In the piece, the authors call for a fresh look at active learning methods and their potential as classrooms and lecture halls again fill with students. Theobald and Freeman highlight the role that these approaches to education have in promoting equity. In STEM fields, active learning methods can eliminate inequities for students from underrepresented backgrounds, something Theobald and Freeman have studied as part of the UW’s Biology Education Research Group.
Excerpts from the UW News Q&A with Elli Theobald:
Which educational settings employ active learning methods?
ET: In general, higher education — particularly STEM education — is just a little bit behind K-12 in adopting active learning, I think. Before coming to UW, I worked as a middle and high school teacher, and active learning is how I was taught to teach. I couldn’t dream of walking into a class and just lecturing at my students. I would’ve been eaten alive.
In K-12 settings, I think there’s definitely value seen in active learning, and there has been a lot of research backing up the effectiveness of active learning in these settings. And I think in higher education settings, recent research backs up its effectiveness as well in improving learning outcomes, boosting grades and reducing inequities in student outcomes.
Could active learning methods be improved?
ET: Oh yes. In any teaching method, there is always room to improve. Studies show that active learning improves learning outcomes, but there’s also a lot of variation in the results. Why is that?

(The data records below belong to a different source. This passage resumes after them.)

//! Mizuchi Spool Library
//!
//! Buffers a stream of records into local files partitioned by key, rotates
//! them by size and age, and uploads the rotated files to S3.
//!
//! # Features
//!
//! - **Per-key buffering**: one open file per partition, writers to other
//!   partitions never wait on each other
//! - **Backpressure**: a bounded upload pool that runs work on the caller
//!   when it is saturated
//! - **Multipart**: large files go up in parts and interrupted uploads can
//!   be resumed
//! - **Crash recovery**: files left behind by an earlier run are uploaded at
//!   startup
//!
//! # Example
//!
//! ```no_run
//! use mizuchi_spool::{config::Config, spool::Spooler, store::S3Store};
//! use std::sync::Arc;
//!
//! #[tokio::main]
//! async fn main() -> anyhow::Result<()> {
//!     let config = Config::load("config.yaml")?;
//!     let store = Arc::new(S3Store::connect(&config.s3).await);
//!     let spooler = Spooler::start(&config, store).await?;
//!     spooler.write_batch([("app/web", b"hello\n")]).await?;
//!     spooler.close().await?;
//!     Ok(())
//! }
//! ```

pub mod buffer;
pub mod config;
pub mod metrics;
pub mod recovery;
pub mod rotation;
pub mod spool;
pub mod store;
pub mod upload;

// Re-export commonly used types
pub use config::Config;
pub use spool::{SpoolError, Spooler};

/// Library version
pub const VERSION: &str = env!("CARGO_PKG_VERSION");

Well, one new focus as a potential answer is that you have to consider hearts as well as minds when teaching: Getting away from lectures and incorporating active learning will engage minds, but you can’t just have active learning alone. You also need to foster a sense of psychosocial “comfort” in the classroom.
How do you create this sense of psychosocial comfort?
ET: This is one of our avenues of active investigation! We’re exploring the hypothesis that students need this sense of psychosocial safety — knowing, for example, that their professor cares deeply about their success. What we’re trying to emphasize in the Science piece is that, by this theory, you need to do both: Students learn best in the types of collaborative environments that active learning methods can provide, and you also need to create an environment where students feel supported and feel that instructors care deeply about their success.
More research must be done to test this “heads and hearts” hypothesis, but we believe this could be key to bringing equity into STEM undergraduate education. It could go a long way toward improving equity in higher education classrooms.